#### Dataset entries
* * * * * * * * *

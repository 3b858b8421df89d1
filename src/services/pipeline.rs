//! Sift pipeline: composition predicate plus first-seen deduplication.

use std::collections::HashSet;
use std::time::Instant;

use crate::models::{SiftReport, TextRecord};
use crate::services::sift::should_filter;

/// Runs captured lines through the composition predicate and collects the
/// survivors.
///
/// Duplicates are detected by content checksum and dropped while keeping
/// first-seen order, so repeated captures of the same string collapse to one
/// record.
#[derive(Debug)]
pub struct SiftPipeline {
    dedup: bool,
    seen: HashSet<String>,
    report: SiftReport,
    started: Instant,
}

impl SiftPipeline {
    pub fn new(dedup: bool) -> Self {
        Self {
            dedup,
            seen: HashSet::new(),
            report: SiftReport::default(),
            started: Instant::now(),
        }
    }

    /// Feed one captured line into the pipeline.
    pub fn push_line(&mut self, text: &str, source: &str, line: u32) {
        self.report.lines_seen += 1;

        if should_filter(text) {
            self.report.lines_filtered += 1;
            return;
        }

        let record = TextRecord::new(text.to_string(), source, line);

        if self.dedup && !self.seen.insert(record.checksum.clone()) {
            self.report.duplicates_dropped += 1;
            return;
        }

        self.report.records.push(record);
    }

    /// Feed a whole capture file, line by line.
    pub fn push_content(&mut self, content: &str, source: &str) {
        for (i, line) in content.lines().enumerate() {
            self.push_line(line, source, (i + 1) as u32);
        }
    }

    /// Finish the run and take the report.
    pub fn finish(mut self) -> SiftReport {
        self.report.retained = self.report.records.len() as u64;
        self.report.duration_ms = self.started.elapsed().as_millis() as u64;
        self.report
    }
}
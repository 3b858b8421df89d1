//! Records produced by the sift pipeline.

use serde::{Deserialize, Serialize};

/// A retained line of captured text.
#[derive(Debug, Clone, Serialize, Deserialize)]
pub struct TextRecord {
    /// The retained text, exactly as captured.
    pub text: String,

    /// Where the line came from (file path, or `stdin`).
    pub source: String,

    /// 1-based line number within the source.
    pub line: u32,

    /// SHA-256 checksum of the text, also the dedup key.
    pub checksum: String,

    /// When the record was produced (RFC 3339).
    pub captured_at: String,
}

impl TextRecord {
    pub fn new(text: String, source: impl Into<String>, line: u32) -> Self {
        let checksum = crate::utils::file::calculate_checksum(&text);
        Self {
            text,
            source: source.into(),
            line,
            checksum,
            captured_at: chrono::Utc::now().to_rfc3339(),
        }
    }
}
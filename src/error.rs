//! Error types for the textsift CLI.

use thiserror::Error;

/// Errors related to RVA parsing.
#[derive(Debug, Error)]
pub enum RvaError {
    #[error("empty RVA value")]
    Empty,

    #[error("invalid RVA: {0}")]
    Invalid(String),
}

/// Errors related to configuration.
#[derive(Debug, Error)]
pub enum ConfigError {
    #[error("IO error: {0}")]
    IoError(#[from] std::io::Error),

    #[error("TOML parse error: {0}")]
    TomlParseError(#[from] toml::de::Error),

    #[error("TOML serialize error: {0}")]
    TomlSerializeError(#[from] toml::ser::Error),

    #[error("path error: {0}")]
    PathError(String),

    #[error("validation error: {0}")]
    ValidationError(String),
}

/// Errors related to reading and sifting capture input.
#[derive(Debug, Error)]
pub enum IngestError {
    #[error("file read error: {0}")]
    FileReadError(String),

    #[error("directory walk error: {0}")]
    WalkError(String),

    #[error("no input files found")]
    NoInput,
}

/// Errors related to dump scanning.
#[derive(Debug, Error)]
pub enum ScanError {
    #[error("IO error: {0}")]
    IoError(#[from] std::io::Error),

    #[error("invalid scan limit: {0}")]
    InvalidLimit(String),
}

/// Application-level errors that wrap domain errors.
#[derive(Debug, Error)]
pub enum AppError {
    #[error("RVA error: {0}")]
    Rva(#[from] RvaError),

    #[error("config error: {0}")]
    Config(#[from] ConfigError),

    #[error("ingest error: {0}")]
    Ingest(#[from] IngestError),

    #[error("scan error: {0}")]
    Scan(#[from] ScanError),

    #[error("{0}")]
    Other(String),
}
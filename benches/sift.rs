//! Benchmarks for the composition predicate.
//!
//! Run with: cargo bench

use criterion::{Criterion, black_box, criterion_group, criterion_main};
use textsift::services::{should_filter, should_filter_bytes};

fn ascii_input(len: usize) -> String {
    "Press [A] to continue, 2024! "
        .chars()
        .cycle()
        .take(len)
        .collect()
}

fn bench_ascii_full_scan(c: &mut Criterion) {
    let input = ascii_input(4096);

    c.bench_function("should_filter_ascii_4k", |b| {
        b.iter(|| should_filter(black_box(&input)))
    });
}

fn bench_early_exit(c: &mut Criterion) {
    // Disqualifying byte in the first position exercises the early exit.
    let mut input = String::from("火");
    input.push_str(&ascii_input(4096));

    c.bench_function("should_filter_early_exit", |b| {
        b.iter(|| should_filter(black_box(&input)))
    });
}

fn bench_raw_bytes(c: &mut Criterion) {
    let input: Vec<u8> = ascii_input(4096).into_bytes();

    c.bench_function("should_filter_bytes_ascii_4k", |b| {
        b.iter(|| should_filter_bytes(black_box(&input)))
    });
}

criterion_group!(benches, bench_ascii_full_scan, bench_early_exit, bench_raw_bytes);
criterion_main!(benches);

* * * * * * * * *

#### WORK TASK
What you should produce is an exact retyping of every line above.

#### ANSWER TO THIS TASK
repository 3b858b8421df89d1
filename src/services/pipeline.rs
//! Sift pipeline: composition predicate plus first-seen deduplication.

use std::collections::HashSet;
use std::time::Instant;

use crate::models::{SiftReport, TextRecord};
use crate::services::sift::should_filter;

/// Runs captured lines through the composition predicate and collects the
/// survivors.
///
/// Duplicates are detected by content checksum and dropped while keeping
/// first-seen order, so repeated captures of the same string collapse to one
/// record.
#[derive(Debug)]
pub struct SiftPipeline {
    dedup: bool,
    seen: HashSet<String>,
    report: SiftReport,
    started: Instant,
}

impl SiftPipeline {
    pub fn new(dedup: bool) -> Self {
        Self {
            dedup,
            seen: HashSet::new(),
            report: SiftReport::default(),
            started: Instant::now(),
        }
    }

    /// Feed one captured line into the pipeline.
    pub fn push_line(&mut self, text: &str, source: &str, line: u32) {
        self.report.lines_seen += 1;

        if should_filter(text) {
            self.report.lines_filtered += 1;
            return;
        }

        let record = TextRecord::new(text.to_string(), source, line);

        if self.dedup && !self.seen.insert(record.checksum.clone()) {
            self.report.duplicates_dropped += 1;
            return;
        }

        self.report.records.push(record);
    }

    /// Feed a whole capture file, line by line.
    pub fn push_content(&mut self, content: &str, source: &str) {
        for (i, line) in content.lines().enumerate() {
            self.push_line(line, source, (i + 1) as u32);
        }
    }

    /// Finish the run and take the report.
    pub fn finish(mut self) -> SiftReport {
        self.report.retained = self.report.records.len() as u64;
        self.report.duration_ms = self.started.elapsed().as_millis() as u64;
        self.report
    }
}
repository 3b858b8421df89d1
//! Records produced by the sift pipeline.

use serde::{Deserialize, Serialize};

/// A retained line of captured text.
#[derive(Debug, Clone, Serialize, Deserialize)]
pub struct TextRecord {
    /// The retained text, exactly as captured.
    pub text: String,

    /// Where the line came from (file path, or `stdin`).
    pub source: String,

    /// 1-based line number within the source.
    pub line: u32,

    /// SHA-256 checksum of the text, also the dedup key.
    pub checksum: String,

    /// When the record was produced (RFC 3339).
    pub captured_at: String,
}

impl TextRecord {
    pub fn new(text: String, source: impl Into<String>, line: u32) -> Self {
        let checksum = crate::utils::file::calculate_checksum(&text);
        Self {
            text,
            source: source.into(),
            line,
            checksum,
            captured_at: chrono::Utc::now().to_rfc3339(),
        }
    }
}
filename src/error.rs
//! Error types for the textsift CLI.

use thiserror::Error;

/// Errors related to RVA parsing.
#[derive(Debug, Error)]
pub enum RvaError {
    #[error("empty RVA value")]
    Empty,

    #[error("invalid RVA: {0}")]
    Invalid(String),
}

/// Errors related to configuration.
#[derive(Debug, Error)]
pub enum ConfigError {
    #[error("IO error: {0}")]
    IoError(#[from] std::io::Error),

    #[error("TOML parse error: {0}")]
    TomlParseError(#[from] toml::de::Error),

    #[error("TOML serialize error: {0}")]
    TomlSerializeError(#[from] toml::ser::Error),

    #[error("path error: {0}")]
    PathError(String),

    #[error("validation error: {0}")]
    ValidationError(String),
}

/// Errors related to reading and sifting capture input.
#[derive(Debug, Error)]
pub enum IngestError {
    #[error("file read error: {0}")]
    FileReadError(String),

    #[error("directory walk error: {0}")]
    WalkError(String),

    #[error("no input files found")]
    NoInput,
}

/// Errors related to dump scanning.
#[derive(Debug, Error)]
pub enum ScanError {
    #[error("IO error: {0}")]
    IoError(#[from] std::io::Error),

    #[error("invalid scan limit: {0}")]
    InvalidLimit(String),
}

/// Application-level errors that wrap domain errors.
#[derive(Debug, Error)]
pub enum AppError {
    #[error("RVA error: {0}")]
    Rva(#[from] RvaError),

    #[error("config error: {0}")]
    Config(#[from] ConfigError),

    #[error("ingest error: {0}")]
    Ingest(#[from] IngestError),

    #[error("scan error: {0}")]
    Scan(#[from] ScanError),

    #[error("{0}")]
    Other(String),
}
filename benches/sift.rs
//! Benchmarks for the composition predicate.
//!
//! Run with: cargo bench

use criterion::{Criterion, black_box, criterion_group, criterion_main};
use textsift::services::{should_filter, should_filter_bytes};

fn ascii_input(len: usize) -> String {
    "Press [A] to continue, 2024! "
        .chars()
        .cycle()
        .take(len)
        .collect()
}

fn bench_ascii_full_scan(c: &mut Criterion) {
    let input = ascii_input(4096);

    c.bench_function("should_filter_ascii_4k", |b| {
        b.iter(|| should_filter(black_box(&input)))
    });
}

fn bench_early_exit(c: &mut Criterion) {
    // Disqualifying byte in the first position exercises the early exit.
    let mut input = String::from("火");
    input.push_str(&ascii_input(4096));

    c.bench_function("should_filter_early_exit", |b| {
        b.iter(|| should_filter(black_box(&input)))
    });
}

fn bench_raw_bytes(c: &mut Criterion) {
    let input: Vec<u8> = ascii_input(4096).into_bytes();

    c.bench_function("should_filter_bytes_ascii_4k", |b| {
        b.iter(|| should_filter_bytes(black_box(&input)))
    });
}

criterion_group!(benches, bench_ascii_full_scan, bench_early_exit, bench_raw_bytes);
criterion_main!(benches);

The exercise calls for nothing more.